[Dataset entries]
__________________________________________________
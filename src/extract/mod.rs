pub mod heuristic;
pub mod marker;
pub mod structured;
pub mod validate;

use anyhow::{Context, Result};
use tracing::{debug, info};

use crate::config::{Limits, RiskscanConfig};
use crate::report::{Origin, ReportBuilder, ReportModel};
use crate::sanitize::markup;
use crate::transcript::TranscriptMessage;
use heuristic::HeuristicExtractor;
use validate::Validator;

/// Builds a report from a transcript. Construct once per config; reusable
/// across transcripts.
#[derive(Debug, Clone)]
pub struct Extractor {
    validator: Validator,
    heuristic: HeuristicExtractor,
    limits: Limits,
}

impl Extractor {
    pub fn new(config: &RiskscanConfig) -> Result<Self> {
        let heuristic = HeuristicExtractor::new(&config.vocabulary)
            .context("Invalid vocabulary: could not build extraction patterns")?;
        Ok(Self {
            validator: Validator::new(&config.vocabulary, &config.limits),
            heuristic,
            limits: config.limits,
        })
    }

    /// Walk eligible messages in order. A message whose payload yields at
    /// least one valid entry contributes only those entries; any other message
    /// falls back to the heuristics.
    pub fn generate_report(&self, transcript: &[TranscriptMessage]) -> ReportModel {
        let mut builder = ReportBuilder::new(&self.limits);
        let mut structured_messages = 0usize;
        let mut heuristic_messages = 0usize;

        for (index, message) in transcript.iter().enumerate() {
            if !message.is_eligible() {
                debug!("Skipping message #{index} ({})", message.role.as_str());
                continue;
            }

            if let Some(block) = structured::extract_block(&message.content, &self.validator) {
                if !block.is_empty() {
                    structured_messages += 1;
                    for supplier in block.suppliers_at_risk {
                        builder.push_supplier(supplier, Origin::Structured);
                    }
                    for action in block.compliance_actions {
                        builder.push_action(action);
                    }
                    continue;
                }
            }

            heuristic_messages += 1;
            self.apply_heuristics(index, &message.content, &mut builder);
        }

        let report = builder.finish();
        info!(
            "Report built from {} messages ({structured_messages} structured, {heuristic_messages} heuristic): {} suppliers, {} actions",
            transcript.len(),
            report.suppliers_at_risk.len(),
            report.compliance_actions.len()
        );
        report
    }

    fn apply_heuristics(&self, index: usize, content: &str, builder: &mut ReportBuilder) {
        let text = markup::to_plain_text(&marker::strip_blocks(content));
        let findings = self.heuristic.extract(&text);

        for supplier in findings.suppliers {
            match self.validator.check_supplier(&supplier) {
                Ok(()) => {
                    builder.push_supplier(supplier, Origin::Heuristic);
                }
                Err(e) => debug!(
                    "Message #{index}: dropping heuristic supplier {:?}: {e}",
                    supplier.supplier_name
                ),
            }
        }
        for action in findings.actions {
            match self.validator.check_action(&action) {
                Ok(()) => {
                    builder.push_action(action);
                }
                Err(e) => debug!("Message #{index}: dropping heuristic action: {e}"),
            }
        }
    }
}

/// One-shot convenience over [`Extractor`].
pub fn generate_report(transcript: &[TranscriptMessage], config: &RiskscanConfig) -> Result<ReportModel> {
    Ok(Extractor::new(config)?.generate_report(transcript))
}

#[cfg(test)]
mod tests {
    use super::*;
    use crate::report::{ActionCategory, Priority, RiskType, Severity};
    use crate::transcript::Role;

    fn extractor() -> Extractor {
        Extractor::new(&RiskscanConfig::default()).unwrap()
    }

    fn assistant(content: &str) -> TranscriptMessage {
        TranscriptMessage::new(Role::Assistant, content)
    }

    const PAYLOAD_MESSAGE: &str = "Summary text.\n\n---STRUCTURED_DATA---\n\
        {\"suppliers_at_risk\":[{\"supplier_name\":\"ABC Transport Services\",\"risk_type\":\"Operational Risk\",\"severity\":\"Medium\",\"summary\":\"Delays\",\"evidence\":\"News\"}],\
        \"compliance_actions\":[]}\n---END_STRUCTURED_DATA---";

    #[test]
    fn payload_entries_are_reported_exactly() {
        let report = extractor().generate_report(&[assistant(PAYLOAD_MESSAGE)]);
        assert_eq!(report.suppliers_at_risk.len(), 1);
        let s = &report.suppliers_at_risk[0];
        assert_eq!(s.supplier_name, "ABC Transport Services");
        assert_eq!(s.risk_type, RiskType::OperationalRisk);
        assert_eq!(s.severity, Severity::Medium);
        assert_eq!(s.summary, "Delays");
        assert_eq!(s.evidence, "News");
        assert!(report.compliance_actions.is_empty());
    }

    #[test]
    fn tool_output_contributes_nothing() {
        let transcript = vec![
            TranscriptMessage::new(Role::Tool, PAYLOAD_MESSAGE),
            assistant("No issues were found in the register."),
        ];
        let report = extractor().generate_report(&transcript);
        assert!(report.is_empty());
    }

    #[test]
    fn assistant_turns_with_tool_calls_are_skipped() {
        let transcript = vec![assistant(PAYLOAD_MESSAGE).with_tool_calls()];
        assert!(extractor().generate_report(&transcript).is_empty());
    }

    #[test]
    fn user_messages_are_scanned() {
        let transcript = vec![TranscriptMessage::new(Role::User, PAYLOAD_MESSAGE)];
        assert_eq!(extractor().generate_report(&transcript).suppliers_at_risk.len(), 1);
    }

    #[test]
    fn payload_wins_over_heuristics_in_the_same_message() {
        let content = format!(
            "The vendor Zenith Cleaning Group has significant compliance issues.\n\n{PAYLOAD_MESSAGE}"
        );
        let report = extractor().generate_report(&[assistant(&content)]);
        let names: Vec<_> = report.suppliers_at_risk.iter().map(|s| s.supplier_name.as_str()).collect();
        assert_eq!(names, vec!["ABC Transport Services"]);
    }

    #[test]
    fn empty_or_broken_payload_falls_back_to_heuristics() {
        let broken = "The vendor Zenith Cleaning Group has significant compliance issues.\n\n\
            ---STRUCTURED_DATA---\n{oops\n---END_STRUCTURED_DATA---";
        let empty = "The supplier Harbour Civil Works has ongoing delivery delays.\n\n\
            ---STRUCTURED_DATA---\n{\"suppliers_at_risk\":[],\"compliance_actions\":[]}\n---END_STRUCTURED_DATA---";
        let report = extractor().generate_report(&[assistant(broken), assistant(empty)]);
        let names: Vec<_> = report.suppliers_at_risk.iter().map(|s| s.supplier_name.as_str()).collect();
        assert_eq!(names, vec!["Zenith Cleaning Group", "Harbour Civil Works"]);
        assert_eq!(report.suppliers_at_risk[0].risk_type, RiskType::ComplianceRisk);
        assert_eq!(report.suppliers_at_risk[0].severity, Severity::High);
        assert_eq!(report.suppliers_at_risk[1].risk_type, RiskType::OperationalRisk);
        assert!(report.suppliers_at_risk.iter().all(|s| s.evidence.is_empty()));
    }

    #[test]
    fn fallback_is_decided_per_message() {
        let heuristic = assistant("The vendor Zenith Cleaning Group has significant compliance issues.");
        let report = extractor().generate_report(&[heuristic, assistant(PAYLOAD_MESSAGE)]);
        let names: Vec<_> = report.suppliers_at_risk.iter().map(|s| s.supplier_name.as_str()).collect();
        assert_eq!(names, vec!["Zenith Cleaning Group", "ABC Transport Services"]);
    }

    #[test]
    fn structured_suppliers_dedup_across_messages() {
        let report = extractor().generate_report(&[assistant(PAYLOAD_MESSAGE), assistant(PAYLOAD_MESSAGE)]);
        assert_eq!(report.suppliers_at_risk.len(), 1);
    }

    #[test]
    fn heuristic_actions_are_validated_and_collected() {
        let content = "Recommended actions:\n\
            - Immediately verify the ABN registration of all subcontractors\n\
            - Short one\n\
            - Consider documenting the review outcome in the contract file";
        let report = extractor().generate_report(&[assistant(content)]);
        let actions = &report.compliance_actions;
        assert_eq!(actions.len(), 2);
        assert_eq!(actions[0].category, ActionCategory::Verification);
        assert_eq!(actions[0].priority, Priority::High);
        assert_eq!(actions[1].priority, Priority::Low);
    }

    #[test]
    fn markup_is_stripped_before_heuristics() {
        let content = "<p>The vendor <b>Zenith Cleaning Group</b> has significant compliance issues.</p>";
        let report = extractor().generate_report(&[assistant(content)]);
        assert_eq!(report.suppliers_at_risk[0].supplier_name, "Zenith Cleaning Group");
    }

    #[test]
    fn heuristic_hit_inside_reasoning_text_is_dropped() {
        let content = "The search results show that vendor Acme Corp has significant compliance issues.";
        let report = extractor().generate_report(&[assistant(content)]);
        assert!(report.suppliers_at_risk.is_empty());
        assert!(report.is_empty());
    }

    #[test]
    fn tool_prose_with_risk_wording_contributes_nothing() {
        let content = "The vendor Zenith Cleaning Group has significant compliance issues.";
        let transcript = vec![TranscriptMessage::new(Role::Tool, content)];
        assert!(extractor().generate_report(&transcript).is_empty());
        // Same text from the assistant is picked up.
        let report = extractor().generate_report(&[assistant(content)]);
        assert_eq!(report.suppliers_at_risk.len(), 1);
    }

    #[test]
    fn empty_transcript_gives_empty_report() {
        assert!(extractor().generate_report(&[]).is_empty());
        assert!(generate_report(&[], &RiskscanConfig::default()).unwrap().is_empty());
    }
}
__________________________________________________
Restate, please, word for word the span of records running from the first line to the line bearing "pub fn generate_report(&self, transcript: &[TranscriptMessage])", both included, and nothing outside it.

filename src/extract/mod.rs
pub mod heuristic;
pub mod marker;
pub mod structured;
pub mod validate;

use anyhow::{Context, Result};
use tracing::{debug, info};

use crate::config::{Limits, RiskscanConfig};
use crate::report::{Origin, ReportBuilder, ReportModel};
use crate::sanitize::markup;
use crate::transcript::TranscriptMessage;
use heuristic::HeuristicExtractor;
use validate::Validator;

/// Builds a report from a transcript. Construct once per config; reusable
/// across transcripts.
#[derive(Debug, Clone)]
pub struct Extractor {
    validator: Validator,
    heuristic: HeuristicExtractor,
    limits: Limits,
}

impl Extractor {
    pub fn new(config: &RiskscanConfig) -> Result<Self> {
        let heuristic = HeuristicExtractor::new(&config.vocabulary)
            .context("Invalid vocabulary: could not build extraction patterns")?;
        Ok(Self {
            validator: Validator::new(&config.vocabulary, &config.limits),
            heuristic,
            limits: config.limits,
        })
    }

    /// Walk eligible messages in order. A message whose payload yields at
    /// least one valid entry contributes only those entries; any other message
    /// falls back to the heuristics.
    pub fn generate_report(&self, transcript: &[TranscriptMessage]) -> ReportModel {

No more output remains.